The article, “MythBusting – Communications with Industry,” (subscription required through NCMA membership), written by Jeffrey D. Claar, a senior procurement analyst with the Program Executive Office for Simulation, Training and Instrumentation (PEO STRI), describes the successes at the establishment of monthly PEO STRI Acquisition Center Procurement Administrative Lead Time (PALT) Industry Days.

These monthly forums demonstrate the way procurement offices are changing the dynamic of what most “normal” Industry Days entail, which are time-consuming ways for government to advertise requirements that most commercial professional business development types know better than government personnel at the front of the room. Further, rarely are productive question asked, as industry attendance is normally for scouting competition or finding potential teaming partners.

However, living the spirit of the Office of Federal Procurement Policy’s MythBusters is principal assistant responsible for contracting (PARC), Joseph A. Giunta, Jr., who stated these forums are “a means of providing ground truth and situational awareness of PEO STRI’s Acquisition Center procurement process and ongoing procurements.”

The article goes on to talk about the value of the program, and how communications have helped foster a collaborative environment.

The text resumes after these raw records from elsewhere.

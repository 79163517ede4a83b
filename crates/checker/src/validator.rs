//! Per-process FIFO validation.

use crate::error::CheckError;
use crate::report::{ProcessReport, Violation, ViolationKind};
use fifocheck_trace::EventReader;
use fifocheck_types::{Event, ProcessId, SeqNum};
use std::collections::HashMap;
use std::fs::File;
use std::io::BufReader;
use std::path::Path;
use tracing::debug;

/// Counters tracked across a single pass over one process log.
///
/// Owned exclusively by the validation pass that created it. Per-sender
/// delivery expectations initialize lazily to [`SeqNum::FIRST`] the first
/// time a sender appears, so the first delivery from a previously-unseen
/// sender must carry sequence number 1.
#[derive(Debug)]
struct ValidationState {
    /// Next sequence number this process is expected to broadcast.
    next_broadcast: SeqNum,
    /// Next sequence number expected from each sender.
    next_delivery: HashMap<ProcessId, SeqNum>,
}

impl ValidationState {
    fn new() -> Self {
        Self {
            next_broadcast: SeqNum::FIRST,
            next_delivery: HashMap::new(),
        }
    }

    /// Apply one event, returning the violation it causes, if any.
    fn apply(&mut self, event: Event) -> Option<Violation> {
        match event {
            Event::Broadcast { seq, line } => {
                if seq != self.next_broadcast {
                    return Some(Violation {
                        kind: ViolationKind::Broadcast,
                        expected: self.next_broadcast,
                        got: seq,
                        line,
                    });
                }
                self.next_broadcast = self.next_broadcast.next();
                None
            }
            Event::Deliver { sender, seq, line } => {
                let expected = self.next_delivery.entry(sender).or_insert(SeqNum::FIRST);
                if seq != *expected {
                    return Some(Violation {
                        kind: ViolationKind::Delivery { sender },
                        expected: *expected,
                        got: seq,
                        line,
                    });
                }
                *expected = seq.next();
                None
            }
        }
    }
}

/// Validate an already-parsed event sequence.
///
/// Short-circuits on the first violation; reaching the end of the sequence
/// without one is a pass. `name` identifies the log in the report and is
/// used for diagnostics only.
pub fn check_events(name: &str, events: impl IntoIterator<Item = Event>) -> ProcessReport {
    let mut state = ValidationState::new();
    for event in events {
        if let Some(violation) = state.apply(event) {
            return ProcessReport {
                file: name.to_string(),
                violation: Some(violation),
            };
        }
    }
    ProcessReport {
        file: name.to_string(),
        violation: None,
    }
}

/// Validate one process log file.
///
/// Opens the file fresh (a single forward pass over the trace) and applies
/// both FIFO checks, short-circuiting on the first violation. Re-running on
/// the same file yields the same verdict and diagnostic.
pub fn check_process(path: &Path) -> Result<ProcessReport, CheckError> {
    let name = display_name(path);
    let file = File::open(path).map_err(|e| CheckError::Io {
        file: name.clone(),
        source: e,
    })?;

    let mut state = ValidationState::new();
    for event in EventReader::new(BufReader::new(file)) {
        let event = event.map_err(|e| CheckError::from_parse(name.clone(), e))?;
        if let Some(violation) = state.apply(event) {
            debug!(file = %name, %violation, "ordering violation");
            return Ok(ProcessReport {
                file: name,
                violation: Some(violation),
            });
        }
    }

    Ok(ProcessReport {
        file: name,
        violation: None,
    })
}

/// File name used in diagnostics: the final path component.
pub(crate) fn display_name(path: &Path) -> String {
    path.file_name()
        .map(|name| name.to_string_lossy().into_owned())
        .unwrap_or_else(|| path.display().to_string())
}
//! Trace log parsing.
//!
//! Converts one process's raw text log into a lazy, ordered stream of typed
//! [`Event`](fifocheck_types::Event)s, preserving source line numbers for
//! diagnostics.
//!
//! # Line format
//!
//! One event per line, whitespace-separated tokens:
//!
//! ```text
//! b <seqNum>
//! d <senderId> <seqNum>
//! ```
//!
//! # Permissive-skip policy
//!
//! Lines whose leading token is neither `b` nor `d`, and lines whose
//! leading token is recognized but lacks the required following tokens,
//! produce no event and are skipped. This mirrors the behavior of the
//! harnesses that already consume these logs, so existing logs keep
//! validating. A required token that is present but not a valid base-10
//! integer is NOT skipped: a recognized event type that fails to parse
//! signals log corruption, and surfaces as [`ParseError::InvalidToken`].

mod parser;

pub use parser::{count_lines, EventReader, ParseError};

…Since August 2011, PEO STRI PALT Industry Days have grown exponentially, serving the contracting community, requiring activities, and industry partners alike. The monthly PALT Industry Day venue provides industry representatives with the status of PEO STRI programs, ongoing procurements, and the distinct opportunity to request updates on specific procurements of interest in a Q&A-type forum. These types of venues have indeed enhanced communication and have enabled PEO STRI to respond faster to critical, emerging requirements with innovative acquisition and technology solutions, thereby putting the power of simulation into the hands of our nation’s warfighters.

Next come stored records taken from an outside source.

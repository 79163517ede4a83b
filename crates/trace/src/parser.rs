//! Lazy line-oriented event parsing.

use fifocheck_types::{Event, ProcessId, SeqNum};
use std::io::{self, BufRead};
use std::str::FromStr;
use thiserror::Error;
use tracing::trace;

/// Errors raised while reading a trace log.
#[derive(Debug, Error)]
pub enum ParseError {
    /// The underlying reader failed.
    #[error("I/O error reading trace: {0}")]
    Io(#[from] io::Error),

    /// A required integer token did not parse as a base-10 integer.
    #[error("Invalid integer token {token:?} at line {line}")]
    InvalidToken {
        /// 1-indexed source line of the offending token.
        line: u64,
        /// The token as it appeared in the log.
        token: String,
    },
}

/// Lazy iterator over the events of one trace log.
///
/// Yields events in file order as `Result<Event, ParseError>`, together
/// with their 1-indexed source lines. Single forward pass over the
/// underlying reader; parsing again requires reopening the source.
///
/// Skipped lines (see the crate docs on the permissive-skip policy) still
/// advance the line counter, so event line numbers always match the raw
/// file.
pub struct EventReader<R> {
    lines: io::Lines<R>,
    line: u64,
}

impl<R: BufRead> EventReader<R> {
    /// Create a reader over a buffered source.
    pub fn new(source: R) -> Self {
        Self {
            lines: source.lines(),
            line: 0,
        }
    }

    /// Parse one line into an event, or `None` for a skipped line.
    ///
    /// Extra tokens after the required ones are ignored; only the tokens an
    /// event type needs are inspected.
    fn parse_line(&self, text: &str) -> Result<Option<Event>, ParseError> {
        let mut tokens = text.split_whitespace();

        let event = match tokens.next() {
            Some("b") => match tokens.next() {
                Some(seq) => Some(Event::Broadcast {
                    seq: SeqNum(self.parse_token(seq)?),
                    line: self.line,
                }),
                None => None,
            },
            Some("d") => match (tokens.next(), tokens.next()) {
                (Some(sender), Some(seq)) => Some(Event::Deliver {
                    sender: ProcessId(self.parse_token(sender)?),
                    seq: SeqNum(self.parse_token(seq)?),
                    line: self.line,
                }),
                _ => None,
            },
            _ => None,
        };

        if event.is_none() {
            trace!(line = self.line, "skipping non-event trace line");
        }

        Ok(event)
    }

    fn parse_token<T: FromStr>(&self, token: &str) -> Result<T, ParseError> {
        token.parse().map_err(|_| ParseError::InvalidToken {
            line: self.line,
            token: token.to_string(),
        })
    }
}

impl<R: BufRead> Iterator for EventReader<R> {
    type Item = Result<Event, ParseError>;

    fn next(&mut self) -> Option<Self::Item> {
        loop {
            let text = self.lines.next()?;
            self.line += 1;
            let text = match text {
                Ok(text) => text,
                Err(e) => return Some(Err(e.into())),
            };
            match self.parse_line(&text) {
                Ok(Some(event)) => return Some(Ok(event)),
                Ok(None) => continue,
                Err(e) => return Some(Err(e)),
            }
        }
    }
}

/// Count the raw lines of a trace log.
///
/// Counts lines, not events: skipped non-event lines still participate in
/// the run aggregator's line-count precondition.
pub fn count_lines<R: BufRead>(source: R) -> io::Result<u64> {
    let mut count = 0;
    for line in source.lines() {
        line?;
        count += 1;
    }
    Ok(count)
}

#[cfg(test)]
mod tests {
    use super::*;
    use std::io::Cursor;

    fn parse_all(log: &str) -> Vec<Event> {
        EventReader::new(Cursor::new(log.to_string()))
            .collect::<Result<Vec<_>, _>>()
            .unwrap()
    }

    #[test]
    fn test_parse_broadcast_and_deliver() {
        let events = parse_all("b 1\nd 2 1\nb 2\n");
        assert_eq!(
            events,
            vec![
                Event::Broadcast {
                    seq: SeqNum(1),
                    line: 1
                },
                Event::Deliver {
                    sender: ProcessId(2),
                    seq: SeqNum(1),
                    line: 2
                },
                Event::Broadcast {
                    seq: SeqNum(2),
                    line: 3
                },
            ]
        );
    }

    #[test]
    fn test_unrecognized_leading_token_is_skipped() {
        // `x 1 2` is noise, not an event; counters downstream never see it.
        let events = parse_all("b 1\nx 1 2\nb 2\n");
        assert_eq!(events.len(), 2);
        assert_eq!(events[1].line(), 3);
    }

    #[test]
    fn test_missing_required_tokens_are_skipped() {
        // A recognized token without its required arguments is treated the
        // same as an unrecognized line.
        let events = parse_all("b\nd 1\nb 1\n");
        assert_eq!(
            events,
            vec![Event::Broadcast {
                seq: SeqNum(1),
                line: 3
            }]
        );
    }

    #[test]
    fn test_blank_lines_are_skipped() {
        let events = parse_all("\n\nb 1\n\n");
        assert_eq!(
            events,
            vec![Event::Broadcast {
                seq: SeqNum(1),
                line: 3
            }]
        );
    }

    #[test]
    fn test_extra_tokens_are_ignored() {
        let events = parse_all("b 1 trailing junk\nd 2 1 junk\n");
        assert_eq!(
            events,
            vec![
                Event::Broadcast {
                    seq: SeqNum(1),
                    line: 1
                },
                Event::Deliver {
                    sender: ProcessId(2),
                    seq: SeqNum(1),
                    line: 2
                },
            ]
        );
    }

    #[test]
    fn test_invalid_integer_is_a_hard_error() {
        let mut reader = EventReader::new(Cursor::new("b 1\nb two\n".to_string()));
        assert!(reader.next().unwrap().is_ok());
        match reader.next().unwrap() {
            Err(ParseError::InvalidToken { line, token }) => {
                assert_eq!(line, 2);
                assert_eq!(token, "two");
            }
            other => panic!("expected InvalidToken, got {other:?}"),
        }
    }

    #[test]
    fn test_invalid_sender_is_a_hard_error() {
        let mut reader = EventReader::new(Cursor::new("d abc 1\n".to_string()));
        match reader.next().unwrap() {
            Err(ParseError::InvalidToken { line, token }) => {
                assert_eq!(line, 1);
                assert_eq!(token, "abc");
            }
            other => panic!("expected InvalidToken, got {other:?}"),
        }
    }

    #[test]
    fn test_count_lines() {
        assert_eq!(count_lines(Cursor::new("")).unwrap(), 0);
        assert_eq!(count_lines(Cursor::new("b 1\n")).unwrap(), 1);
        // Non-event lines still count toward the total.
        assert_eq!(count_lines(Cursor::new("b 1\nnoise\n\n")).unwrap(), 3);
    }
}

Recently, as a result of sequestration, PEO STRI’s monthly PALT Industry Days have swelled to more than 220 industry representatives and taken on a “standing room only” reputation. As a result of this overwhelming desire by industry, alternative overflow seating and viewing capacity have been predicated…

Further, the exchanges have been helpful and productive for both parties, which one would expect when open and honest transparency, combined with a spirit of collaboration are created, to develop better requirements and provide actionable information for industry consumption:

…At its core, the PALT Industry Day sessions are driven by industry’s questions and not a fixed government agenda. Industry attendees routinely ask questions to a senior PEO STRI panel—consisting of the PARC, deputy PARC, division chiefs, program managers, and legal representation, as well as the Small Business Program Office and a host of contracting officers—about contract types and PALT milestones associated with a specific procurement. This has enabled industry representatives to better allocate resources and facilitate their investment decisions.

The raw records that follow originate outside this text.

//! Block style renames, blockquote indenting, and list membership.

use markup_parser::{Document, NodeId, Tag};

use crate::errors::{EditorError, EditorResult};
use crate::mutations::{nearest_block, text_runs, unwrap_element};
use crate::selection::Selection;

/// Nearest paragraph/heading ancestor of a node, if any.
pub fn nearest_style_block(doc: &Document, node: NodeId) -> Option<NodeId> {
    let mut current = Some(node);
    while let Some(n) = current {
        if doc.tag(n).map(Tag::is_style).unwrap_or(false) {
            return Some(n);
        }
        current = doc.parent(n);
    }
    None
}

/// Nearest list-item ancestor of a node, if any.
pub fn enclosing_li(doc: &Document, node: NodeId) -> Option<NodeId> {
    let mut current = Some(node);
    while let Some(n) = current {
        if doc.tag(n) == Some(Tag::Li) {
            return Some(n);
        }
        current = doc.parent(n);
    }
    None
}

/// Blockquote nesting depth around a node.
pub fn quote_level(doc: &Document, node: NodeId) -> usize {
    doc.ancestors(node)
        .into_iter()
        .filter(|&n| doc.tag(n) == Some(Tag::Blockquote))
        .count()
}

/// Rename every distinct paragraph/heading block the selection touches to
/// `target`. The rename produces a fresh element: the old block's `id` is not
/// carried over. Descendants are untouched.
pub fn replace_style(doc: &mut Document, sel: &Selection, target: Tag) -> EditorResult<Selection> {
    if !target.is_style() {
        return Err(EditorError::UnknownCommand(format!(
            "style <{}>",
            target.as_str()
        )));
    }
    let sel = sel.ordered(doc);
    sel.validate(doc)?;

    let mut blocks: Vec<NodeId> = if sel.is_collapsed() {
        nearest_style_block(doc, sel.start.node).into_iter().collect()
    } else {
        text_runs(doc, &sel)
            .iter()
            .filter_map(|run| nearest_style_block(doc, run.node))
            .collect()
    };
    blocks.dedup();

    for block in blocks {
        if doc.tag(block) == Some(target) {
            continue;
        }
        let fresh = doc.create_element(target);
        doc.insert_before(block, fresh);
        let children: Vec<NodeId> = doc.children(block).to_vec();
        for child in children {
            doc.append(fresh, child);
        }
        doc.detach(block);
    }
    Ok(sel)
}

/// Wrap the selection's block in one more blockquote level.
pub fn indent(doc: &mut Document, sel: &Selection) -> EditorResult<Selection> {
    let sel = sel.ordered(doc);
    sel.validate(doc)?;
    let block = nearest_block(doc, sel.start.node);
    if doc.parent(block).is_none() {
        return Ok(sel);
    }
    let quote = doc.create_element(Tag::Blockquote);
    doc.insert_before(block, quote);
    doc.append(quote, block);
    Ok(sel)
}

/// Remove the innermost blockquote around the selection's block. At level
/// zero this is a no-op.
pub fn outdent(doc: &mut Document, sel: &Selection) -> EditorResult<Selection> {
    let sel = sel.ordered(doc);
    sel.validate(doc)?;
    let block = nearest_block(doc, sel.start.node);
    let mut current = Some(block);
    let quote = loop {
        let Some(n) = current else {
            return Ok(sel);
        };
        if doc.tag(n) == Some(Tag::Blockquote) {
            break n;
        }
        current = doc.parent(n);
    };
    unwrap_element(doc, quote);
    Ok(sel)
}

/// Toggle list membership of the selection's block.
///
/// Outside a list the block is wrapped in an item of a new (or adjacent
/// same-type) list. Inside a list of the same type the item is unwrapped in
/// place; a list left without items dissolves. Inside a list of the other
/// type the item moves into a new adjacent list of the requested type,
/// splitting the host list around it.
pub fn toggle_list_item(doc: &mut Document, sel: &Selection, kind: Tag) -> EditorResult<Selection> {
    if !kind.is_list() {
        return Err(EditorError::UnknownCommand(format!(
            "list <{}>",
            kind.as_str()
        )));
    }
    let sel = sel.ordered(doc);
    sel.validate(doc)?;
    let block = nearest_block(doc, sel.start.node);

    let Some(li) = enclosing_li(doc, block) else {
        let previous = doc.prev_sibling(block);
        let item = doc.create_element(Tag::Li);
        match previous.filter(|&p| doc.tag(p) == Some(kind)) {
            Some(list) => {
                doc.append(list, item);
            }
            None => {
                let list = doc.create_element(kind);
                doc.insert_before(block, list);
                doc.append(list, item);
            }
        }
        doc.append(item, block);
        return Ok(sel);
    };

    let Some(list) = doc.parent(li).filter(|&l| doc.tag(l).map(Tag::is_list).unwrap_or(false))
    else {
        return Ok(sel);
    };

    if doc.tag(list) == Some(kind) {
        unwrap_element(doc, li);
        let has_items = doc
            .children(list)
            .iter()
            .any(|&c| doc.tag(c) == Some(Tag::Li));
        if !has_items {
            unwrap_element(doc, list);
        }
        return Ok(sel);
    }

    let index = doc.index_of(li).unwrap_or(0);
    if index + 1 < doc.children(list).len() {
        crate::mutations::split_element(doc, list, index + 1);
    }
    let moved = doc.create_element(kind);
    doc.insert_after(list, moved);
    doc.append(moved, li);
    if doc.children(list).is_empty() {
        doc.detach(list);
    }
    Ok(sel)
}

In this unscripted setting, industry partners have been more open and comfortable with sharing information, and in turn, as Giunta noted, “Better information is obtained for the acquisition community and for industry partners to support their pre/post-award activities.” Giunta went on to state, “While the sessions are in essence driven by industry, we do have the ability to push information to industry, leading to an educated partner.”…

As the sequestration vice tightens, it is even more important than ever for industry and government to share vital information on how missions will be supported with even more limited resources and contract opportunities.

It is encouraging to see procurement shops proactively improving their relations with industry through communications, and we can expect better outcomes as a result.